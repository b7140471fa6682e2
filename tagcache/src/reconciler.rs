//! Expiry reconciliation.
//!
//! Two triggers feed [`CacheEngine`]'s removal path:
//!
//! - [`ExpiryHandler`] listens for keys the store expired natively and
//!   unindexes them as they arrive;
//! - [`ExpirySweeper`] periodically calls
//!   [`CacheEngine::remove_expired_keys`] for stores that cannot push, and as
//!   a safety net for missed notifications.

use crate::engine::CacheEngine;
use crate::error::{CacheError, CacheResult};
use dashmap::DashMap;
use dashmap::mapref::entry::Entry;
use futures::StreamExt;
use std::sync::Arc;
use std::time::Duration;
use tokio::sync::watch;
use tokio::task::JoinHandle;
use tracing::{debug, error, info, warn};

/// Subscriber turning native expiry notifications into index cleanup.
pub struct ExpiryHandler {
    identity: String,
    task: Option<JoinHandle<()>>,
}

impl ExpiryHandler {
    /// Subscribe to the engine's store and start handling expired keys.
    ///
    /// When the store cannot push notifications the handler is inert.
    pub async fn start(engine: Arc<CacheEngine>) -> CacheResult<Self> {
        let identity = engine.store().identity();
        let Some(mut expired) = engine.store().subscribe_expired().await? else {
            info!(host = %identity, "Store has no expiry notifications, relying on sweeps");
            return Ok(Self {
                identity,
                task: None,
            });
        };

        let host = identity.clone();
        let task = tokio::spawn(async move {
            while let Some(key) = expired.next().await {
                debug!(host = %host, key = %key, "Key expired");
                if let Err(e) = engine.handle_expired_key(&key).await {
                    engine.logger().error("expired", &key, &e);
                }
            }
            warn!(host = %host, "Expiry notification stream ended");
        });

        info!(host = %identity, "Expiry handler started");
        Ok(Self {
            identity,
            task: Some(task),
        })
    }

    /// Identity of the store this handler listens to.
    pub fn identity(&self) -> &str {
        &self.identity
    }

    /// Whether the subscriber task is still running.
    pub fn is_listening(&self) -> bool {
        self.task.as_ref().is_some_and(|task| !task.is_finished())
    }

    /// Stop listening.
    pub fn stop(&self) {
        if let Some(task) = &self.task {
            task.abort();
            debug!(host = %self.identity, "Expiry handler stopped");
        }
    }
}

/// One [`ExpiryHandler`] per store host.
///
/// Entries are inserted at most once per identity and never removed, so
/// several engines sharing a host share one subscription. The owner calls
/// [`stop_all`](Self::stop_all) at shutdown.
#[derive(Default)]
pub struct ExpiryHandlerRegistry {
    handlers: DashMap<String, Arc<ExpiryHandler>>,
}

impl ExpiryHandlerRegistry {
    /// Create an empty registry.
    pub fn new() -> Self {
        Self::default()
    }

    /// The handler for the engine's store host, starting it if needed.
    pub async fn ensure(&self, engine: &Arc<CacheEngine>) -> CacheResult<Arc<ExpiryHandler>> {
        let identity = engine.store().identity();
        if let Some(handler) = self.handlers.get(&identity) {
            return Ok(handler.clone());
        }

        let started = Arc::new(ExpiryHandler::start(engine.clone()).await?);

        match self.handlers.entry(identity) {
            Entry::Occupied(existing) => {
                // Lost a race with another engine on the same host.
                started.stop();
                Ok(existing.get().clone())
            }
            Entry::Vacant(slot) => Ok(slot.insert(started).clone()),
        }
    }

    /// Handler registered for `identity`.
    pub fn get(&self, identity: &str) -> Option<Arc<ExpiryHandler>> {
        self.handlers.get(identity).map(|handler| handler.clone())
    }

    /// Number of registered hosts.
    pub fn len(&self) -> usize {
        self.handlers.len()
    }

    /// Whether no host is registered.
    pub fn is_empty(&self) -> bool {
        self.handlers.is_empty()
    }

    /// Stop every handler's subscriber. Entries stay registered.
    pub fn stop_all(&self) {
        for handler in self.handlers.iter() {
            handler.stop();
        }
    }
}

/// Periodic expiry sweep.
///
/// Stopping is cooperative: a sweep in progress runs to completion and the
/// loop exits before the next one.
pub struct ExpirySweeper {
    engine: Arc<CacheEngine>,
    interval: Duration,
    shutdown: Option<watch::Sender<bool>>,
    handle: Option<JoinHandle<()>>,
}

impl ExpirySweeper {
    /// Create a sweeper that runs every `interval` once started.
    pub fn new(engine: Arc<CacheEngine>, interval: Duration) -> Self {
        Self {
            engine,
            interval,
            shutdown: None,
            handle: None,
        }
    }

    /// The sweep interval.
    pub fn interval(&self) -> Duration {
        self.interval
    }

    /// Start the sweep loop.
    pub fn start(&mut self) -> CacheResult<()> {
        if self.is_running() {
            warn!("Expiry sweeper already running");
            return Err(CacheError::Reconciler("sweeper already running".to_string()));
        }
        if self.interval.is_zero() {
            return Err(CacheError::Reconciler("sweep interval must be positive".to_string()));
        }

        let (shutdown, mut stopped) = watch::channel(false);
        let engine = self.engine.clone();
        let interval = self.interval;

        let handle = tokio::spawn(async move {
            loop {
                tokio::select! {
                    _ = tokio::time::sleep(interval) => {}
                    _ = stopped.changed() => break,
                }

                match engine.remove_expired_keys().await {
                    Ok(keys) => debug!(count = keys.len(), "Expiry sweep finished"),
                    Err(e) => {
                        error!(error = %e, "Expiry sweep failed");
                        engine.logger().error("sweep", "remove_expired_keys", &e);
                    }
                }

                if *stopped.borrow() {
                    break;
                }
            }
            debug!("Expiry sweeper loop exited");
        });

        info!(interval = ?self.interval, "Expiry sweeper started");
        self.shutdown = Some(shutdown);
        self.handle = Some(handle);
        Ok(())
    }

    /// Run one sweep now, outside the schedule.
    pub async fn sweep_now(&self) -> CacheResult<Vec<String>> {
        self.engine.remove_expired_keys().await
    }

    /// Stop the loop, waiting for an in-flight sweep to finish.
    pub async fn stop(&mut self) -> CacheResult<()> {
        let (Some(shutdown), Some(handle)) = (self.shutdown.take(), self.handle.take()) else {
            return Err(CacheError::Reconciler("sweeper not running".to_string()));
        };

        let _ = shutdown.send(true);
        handle
            .await
            .map_err(|e| CacheError::Reconciler(e.to_string()))?;

        info!("Expiry sweeper stopped");
        Ok(())
    }

    /// Whether the loop is running.
    pub fn is_running(&self) -> bool {
        self.handle.as_ref().is_some_and(|handle| !handle.is_finished())
    }
}

impl Drop for ExpirySweeper {
    fn drop(&mut self) {
        if let Some(handle) = self.handle.take() {
            handle.abort();
        }
    }
}

#[cfg(test)]
mod tests {
    use super::*;
    use crate::clock::{Clock, ManualClock};
    use crate::config::CacheConfiguration;
    use crate::memory_store::InMemoryStore;
    use chrono::Duration as ChronoDuration;

    fn engine_on(store: Arc<InMemoryStore>, clock: &ManualClock) -> Arc<CacheEngine> {
        Arc::new(
            CacheEngine::new(store, &CacheConfiguration::new().with_expiry_grace_period(Duration::ZERO))
                .with_clock(Arc::new(clock.clone())),
        )
    }

    #[tokio::test]
    async fn test_handler_unindexes_natively_expired_keys() {
        let clock = ManualClock::default();
        let store = Arc::new(InMemoryStore::with_clock(Arc::new(clock.clone())));
        let engine = engine_on(store.clone(), &clock);

        let handler = ExpiryHandler::start(engine.clone()).await.unwrap();
        assert!(handler.is_listening());

        let expiry = clock.now() + ChronoDuration::seconds(1);
        engine
            .set("User:1", Some(&"a".to_string()), Some(expiry), &["t"])
            .await
            .unwrap();

        clock.advance(Duration::from_secs(2));
        store.purge_expired().await;

        for _ in 0..100 {
            if engine.keys_for_tag("t").await.unwrap().is_empty() {
                break;
            }
            tokio::time::sleep(Duration::from_millis(10)).await;
        }
        assert!(engine.keys_for_tag("t").await.unwrap().is_empty());
        handler.stop();
    }

    #[tokio::test]
    async fn test_registry_keeps_one_handler_per_host() {
        let clock = ManualClock::default();
        let store = Arc::new(InMemoryStore::with_clock(Arc::new(clock.clone())).with_identity("h1"));
        let first = engine_on(store.clone(), &clock);
        let second = engine_on(store, &clock);
        let registry = ExpiryHandlerRegistry::new();

        let a = registry.ensure(&first).await.unwrap();
        let b = registry.ensure(&second).await.unwrap();
        assert!(Arc::ptr_eq(&a, &b));
        assert_eq!(registry.len(), 1);
        assert_eq!(registry.get("h1").unwrap().identity(), "h1");

        registry.stop_all();
        assert_eq!(registry.len(), 1);
    }

    #[tokio::test(start_paused = true)]
    async fn test_sweeper_runs_on_interval_and_stops() {
        let clock = ManualClock::default();
        let store = Arc::new(InMemoryStore::with_clock(Arc::new(clock.clone())));
        let engine = engine_on(store, &clock);

        let expiry = clock.now() - ChronoDuration::seconds(1);
        engine.schedule().set_key_expiry("User:9", expiry).await.unwrap();

        let mut sweeper = ExpirySweeper::new(engine.clone(), Duration::from_secs(60));
        sweeper.start().unwrap();
        assert!(sweeper.start().is_err());

        tokio::time::sleep(Duration::from_secs(61)).await;
        let mut pending = vec!["User:9".to_string()];
        for _ in 0..100 {
            pending = engine.schedule().get_expired_keys(clock.now()).await.unwrap();
            if pending.is_empty() {
                break;
            }
            tokio::task::yield_now().await;
        }
        assert!(pending.is_empty());

        sweeper.stop().await.unwrap();
        assert!(!sweeper.is_running());
        assert!(sweeper.stop().await.is_err());
    }

    #[tokio::test]
    async fn test_sweep_now() {
        let clock = ManualClock::default();
        let store = Arc::new(InMemoryStore::with_clock(Arc::new(clock.clone())));
        let engine = engine_on(store, &clock);
        engine
            .schedule()
            .set_key_expiry("User:3", clock.now() - ChronoDuration::minutes(1))
            .await
            .unwrap();

        let sweeper = ExpirySweeper::new(engine, Duration::from_secs(3600));
        assert_eq!(sweeper.sweep_now().await.unwrap(), vec!["User:3".to_string()]);
    }
}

§ Task statement:
Check each line above for "break" and give the number of lines that match, nothing more.

§ Finished exercise:
4